Mechanical support systems
Impella CP and 5.0 devices
The Impella CP device (Abiomed Inc., Danvers, MA, USA) was inserted percutaneously by way of a 14 Fr introducer in the femoral artery. Measured in an ideal setting, this device provides up to 4.0 L/minute output at its maximum level. The Impella 5.0 provides a maximum output of 5.0 L/minute, but its introduction requires surgical insertion by way of a graft in the ascending aorta, subclavian artery or axillary artery. The Impella devices were placed in the catheterisation laboratory, under angiographic guidance, by the interventional cardiologists or cardiothoracic surgeon.
The need for Impella support continuation was evaluated daily by the responsible physician and initiated when inotropes and vasopressors could be reduced or on echocardiographic signs of LV recovery. The Impella CP device was removed percutaneously approximately one hour after heparin cessation, followed by 30 minutes of femoral compression. The Impella 5.0 device was removed surgically.
ECMO support
The ECMO system used was a PLS or Cardiohelp set (oxygenator and pump; Getinge Group, Wayne, NJ, USA) with blood flow set at 3.5–5.0 L/minute in order to reach stable haemodynamics (SvO2 >60%, mean arterial pressure ≥60 mmHg, low lactate level, and diminished need for vasopressors) and regular aortic valve opening. In all cases, venoarterial (VA-)ECMO was placed by bifemoral cannulation by way of a percutaneous or surgical insertion, in which an antegrade cannula for leg perfusion was routinely implanted. Cannulation was performed in the catheterisation laboratory or operating room. Routine strategy for LV venting was the use of an IABP. Another (infrequently used) option for LV venting was percutaneous LV vent insertion.

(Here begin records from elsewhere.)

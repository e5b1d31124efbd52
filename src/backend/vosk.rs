//! Vosk CLI backend, wrapping `vosk-transcriber`.

use std::time::Duration;

use serde_json::Value;

use crate::error::{GwError, GwResult};
use crate::supervisor::command_exists;

use super::{TranscriptionBackend, config_str, config_timeout, resolve_binary, scratch_wav};

const DEFAULT_BIN: &str = "vosk-transcriber";

pub struct VoskBackend {
    binary: String,
    model_path: Option<String>,
    timeout: Duration,
}

impl VoskBackend {
    #[must_use]
    pub fn new(config: &Value) -> Self {
        Self {
            binary: resolve_binary("STT_VOSK_BIN", config, DEFAULT_BIN),
            model_path: config_str(config, "model_path"),
            timeout: config_timeout(config),
        }
    }

    fn build_args(&self, wav_path: &str, output_path: &str) -> Vec<String> {
        let mut args = vec![
            "-i".to_owned(),
            wav_path.to_owned(),
            "-o".to_owned(),
            output_path.to_owned(),
        ];
        if let Some(model_path) = &self.model_path {
            args.push("--model".to_owned());
            args.push(model_path.clone());
        }
        args
    }
}

impl TranscriptionBackend for VoskBackend {
    fn name(&self) -> &'static str {
        "vosk"
    }

    fn check_availability(&self) -> bool {
        command_exists(&self.binary)
    }

    fn transcribe_raw(&self, samples: &[i16], sample_rate: u32) -> GwResult<String> {
        let (work_dir, wav_path) = scratch_wav(samples, sample_rate)?;
        let output_path = work_dir.path().join("transcript.txt");
        let args = self.build_args(
            &wav_path.to_string_lossy(),
            &output_path.to_string_lossy(),
        );

        super::run_backend_cli(&self.binary, &args, self.timeout).map_err(|error| {
            GwError::TranscriptionFailed {
                backend: "vosk".to_owned(),
                reason: error.to_string(),
            }
        })?;

        let text =
            std::fs::read_to_string(&output_path).map_err(|_| GwError::TranscriptionFailed {
                backend: "vosk".to_owned(),
                reason: "expected transcript artifact was not produced".to_owned(),
            })?;
        Ok(text.trim().to_owned())
    }
}

#[cfg(test)]
mod tests {
    use super::*;

    #[test]
    fn args_name_input_and_output() {
        let backend = VoskBackend::new(&Value::Null);
        let args = backend.build_args("/tmp/in.wav", "/tmp/out.txt");
        assert_eq!(args, vec!["-i", "/tmp/in.wav", "-o", "/tmp/out.txt"]);
    }

    #[test]
    fn args_carry_model_path() {
        let config = serde_json::json!({"model_path": "/opt/vosk/model-small"});
        let backend = VoskBackend::new(&config);
        let args = backend.build_args("in.wav", "out.txt");
        assert!(args.join(" ").contains("--model /opt/vosk/model-small"));
    }

    #[test]
    fn binary_override_from_config() {
        let config = serde_json::json!({"binary": "vosk-custom"});
        let backend = VoskBackend::new(&config);
        assert_eq!(backend.binary, "vosk-custom");
    }
}
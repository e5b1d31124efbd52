//! Backend registry: cached construction, per-name creation locks, and
//! ordered fallback.
//!
//! Construction goes through a factory map keyed by backend name, so new
//! backends register by adding a factory entry rather than by string-matched
//! type dispatch. Each backend is constructed at most once; concurrent first
//! lookups of the same name serialize on a per-name lock while lookups of
//! different names proceed independently. Idle per-name locks are evicted
//! once nothing holds them, bounding the lock table.

use std::collections::HashMap;
use std::sync::atomic::{AtomicU64, Ordering};
use std::sync::{Arc, Mutex};
use std::time::{Duration, Instant};

use serde_json::Value;

use crate::backend::{self, REGISTERED_BACKENDS, TranscriptionBackend};
use crate::error::{GwError, GwResult};

/// Lookups between lock-table eviction sweeps.
const SWEEP_EVERY: u64 = 32;

/// Idle time after which an unheld per-name lock is evicted.
const DEFAULT_LOCK_TTL: Duration = Duration::from_secs(300);

pub type BackendFactory =
    Box<dyn Fn(&Value) -> GwResult<Arc<dyn TranscriptionBackend>> + Send + Sync>;

struct LockEntry {
    mutex: Arc<Mutex<()>>,
    last_used: Instant,
}

#[derive(Default)]
struct Cache {
    backends: HashMap<String, Arc<dyn TranscriptionBackend>>,
}

/// Final transcription result, annotated with which backend produced it.
#[derive(Debug, Clone, serde::Serialize)]
pub struct TranscriptionOutcome {
    pub text: String,
    pub backend_used: String,
    pub fallback_used: bool,
}

pub struct BackendRegistry {
    factories: Vec<(String, BackendFactory)>,
    configs: HashMap<String, Value>,
    default_backend: String,
    cache: Mutex<Cache>,
    locks: Mutex<HashMap<String, LockEntry>>,
    lookups: AtomicU64,
    lock_ttl: Duration,
}

impl BackendRegistry {
    /// Registry over the built-in backends, with `default_backend` used
    /// when a request names none.
    #[must_use]
    pub fn new(default_backend: &str) -> Self {
        let factories: Vec<(String, BackendFactory)> = REGISTERED_BACKENDS
            .iter()
            .map(|name| {
                let name = (*name).to_owned();
                let factory_name = name.clone();
                let factory: BackendFactory =
                    Box::new(move |config| backend::construct(&factory_name, config));
                (name, factory)
            })
            .collect();
        Self::with_factories(factories, default_backend, DEFAULT_LOCK_TTL)
    }

    #[must_use]
    pub fn with_factories(
        factories: Vec<(String, BackendFactory)>,
        default_backend: &str,
        lock_ttl: Duration,
    ) -> Self {
        Self {
            factories,
            configs: HashMap::new(),
            default_backend: default_backend.to_owned(),
            cache: Mutex::new(Cache::default()),
            locks: Mutex::new(HashMap::new()),
            lookups: AtomicU64::new(0),
            lock_ttl,
        }
    }

    /// Per-backend construction config, applied before first lookup.
    pub fn set_config(&mut self, name: &str, config: Value) {
        self.configs.insert(name.to_owned(), config);
    }

    /// Known backend names, in registration order.
    #[must_use]
    pub fn known_backends(&self) -> Vec<String> {
        self.factories.iter().map(|(name, _)| name.clone()).collect()
    }

    /// Names of backends whose CLIs are present, constructing (and caching)
    /// them as a side effect.
    #[must_use]
    pub fn list_available(&self) -> Vec<String> {
        self.known_backends()
            .iter()
            .filter(|name| self.get_backend(Some(name)).is_ok())
            .cloned()
            .collect()
    }

    /// Fetch a backend by name (default when `None`), constructing it on
    /// first use.
    pub fn get_backend(&self, name: Option<&str>) -> GwResult<Arc<dyn TranscriptionBackend>> {
        let name = name.unwrap_or(&self.default_backend);

        if !self.factories.iter().any(|(n, _)| n == name) {
            return Err(GwError::BackendNotAvailable {
                backend: name.to_owned(),
                reason: format!(
                    "unknown backend, known: {}",
                    self.known_backends().join(", ")
                ),
            });
        }

        if self.lookups.fetch_add(1, Ordering::Relaxed) % SWEEP_EVERY == SWEEP_EVERY - 1 {
            self.sweep_locks();
        }

        if let Some(cached) = self.cached(name) {
            self.touch_lock(name);
            return Ok(cached);
        }

        // Serialize construction per name so concurrent first lookups build
        // exactly one instance.
        let name_lock = self.name_lock(name);
        let _guard = name_lock.lock().expect("backend name lock poisoned");

        if let Some(cached) = self.cached(name) {
            return Ok(cached);
        }

        let config = self.configs.get(name).cloned().unwrap_or(Value::Null);
        let factory = self
            .factories
            .iter()
            .find(|(n, _)| n == name)
            .map(|(_, f)| f)
            .expect("factory checked above");
        let backend = factory(&config)?;

        let mut cache = self.cache.lock().expect("backend cache lock poisoned");
        cache.backends.insert(name.to_owned(), Arc::clone(&backend));
        Ok(backend)
    }

    /// Transcribe with automatic fallback across the remaining cached
    /// backends.
    ///
    /// Only inference failures fall back: an audio-level rejection means
    /// every backend would reject, and a construction failure surfaces as
    /// `BackendNotAvailable` so callers see which backend is missing.
    /// Fallback candidates are the already-constructed backends, walked in
    /// registration order.
    pub fn transcribe(
        &self,
        samples: &[i16],
        sample_rate: u32,
        requested: Option<&str>,
    ) -> GwResult<TranscriptionOutcome> {
        let primary = requested.unwrap_or(&self.default_backend).to_owned();
        let mut attempts: Vec<(String, String)> = Vec::new();

        match self.attempt(&primary, samples, sample_rate) {
            Ok(text) => {
                return Ok(TranscriptionOutcome {
                    text,
                    backend_used: primary,
                    fallback_used: false,
                });
            }
            Err(error) if !error.is_fallback_eligible() => return Err(error),
            Err(error) => {
                tracing::warn!(backend = %primary, %error, "primary backend failed, falling back");
                attempts.push((primary.clone(), error.to_string()));
            }
        }

        for name in self.cached_names() {
            if name == primary {
                continue;
            }
            match self.attempt(&name, samples, sample_rate) {
                Ok(text) => {
                    tracing::info!(backend = %name, "fallback backend succeeded");
                    return Ok(TranscriptionOutcome {
                        text,
                        backend_used: name,
                        fallback_used: true,
                    });
                }
                Err(error) if !error.is_fallback_eligible() => return Err(error),
                Err(error) => attempts.push((name, error.to_string())),
            }
        }

        Err(GwError::AllBackendsFailed { attempts })
    }

    /// Constructed backend names, in registration order.
    fn cached_names(&self) -> Vec<String> {
        let cache = self.cache.lock().expect("backend cache lock poisoned");
        self.factories
            .iter()
            .map(|(name, _)| name)
            .filter(|name| cache.backends.contains_key(*name))
            .cloned()
            .collect()
    }

    fn attempt(&self, name: &str, samples: &[i16], sample_rate: u32) -> GwResult<String> {
        let backend = self.get_backend(Some(name))?;
        backend.transcribe_raw(samples, sample_rate)
    }

    fn cached(&self, name: &str) -> Option<Arc<dyn TranscriptionBackend>> {
        self.cache
            .lock()
            .expect("backend cache lock poisoned")
            .backends
            .get(name)
            .cloned()
    }

    fn name_lock(&self, name: &str) -> Arc<Mutex<()>> {
        let mut locks = self.locks.lock().expect("lock table poisoned");
        let entry = locks.entry(name.to_owned()).or_insert_with(|| LockEntry {
            mutex: Arc::new(Mutex::new(())),
            last_used: Instant::now(),
        });
        entry.last_used = Instant::now();
        Arc::clone(&entry.mutex)
    }

    fn touch_lock(&self, name: &str) {
        let mut locks = self.locks.lock().expect("lock table poisoned");
        if let Some(entry) = locks.get_mut(name) {
            entry.last_used = Instant::now();
        }
    }

    /// Drop idle per-name locks nobody is holding. A lock mid-construction
    /// has an outstanding Arc clone, so strong_count keeps it alive.
    fn sweep_locks(&self) {
        let ttl = self.lock_ttl;
        let mut locks = self.locks.lock().expect("lock table poisoned");
        locks.retain(|_, entry| {
            Arc::strong_count(&entry.mutex) > 1 || entry.last_used.elapsed() < ttl
        });
    }

    #[cfg(test)]
    pub(crate) fn lock_table_len(&self) -> usize {
        self.locks.lock().expect("lock table poisoned").len()
    }
}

Readiness for withdrawal of ECMO support was evaluated daily by haemodynamic and Doppler echocardiographic assessment.6 The ECMO cannulae were removed surgically in the operating room.
Statistical analysis
We reported continuous variables as mean with standard deviation (SD), or in the case of a non-normal distribution as median with interquartile range (IQR). Categorical variables were presented as count with percentages and were tested using the chi-square test or Fisher’s exact test. Differences between groups were analysed by Student’s t-test, one-way analysis of variance (ANOVA) or the Mann–Whitney test, when appropriate. A two-sided P<0.05 was considered statistically significant. The primary outcome was 30-day mortality. Kaplan–Meier survival analyses were calculated and the curves were compared by the log rank test. To adjust for potential confounders between the two groups at baseline we used the inverse probability of treatment weighting (IPTW) based on the propensity score (i.e. 1/score). The propensity score was calculated by using a multivariate logistic regression model with treatment (Impella/ECMO) as the dependent variable and all baseline covariates measured prior to treatment (as listed in Table 1, including year of insertion and time between revascularisation and device insertion) as the independent variables. To correct for potential instability induced by very large weights in the IPTW, we used stabilised weights (i.e. IPTW × marginal probability of receiving the actual treatment). We applied multiple imputation methods to estimate missing data of the baseline covariates (6.8% of total baseline data (patients × variables) were missing). For the adjusted survival analysis we used a weighted log rank test as described by Xie and Liu.7 Analyses were performed using SPSS statistics version 25.0 (SPSS, Inc., Chicago, IL, USA). The investigation conforms with the principles outlined in the World Medical Association Declaration of Helsinki. Approval and waived consent was obtained from both local medical ethics committees.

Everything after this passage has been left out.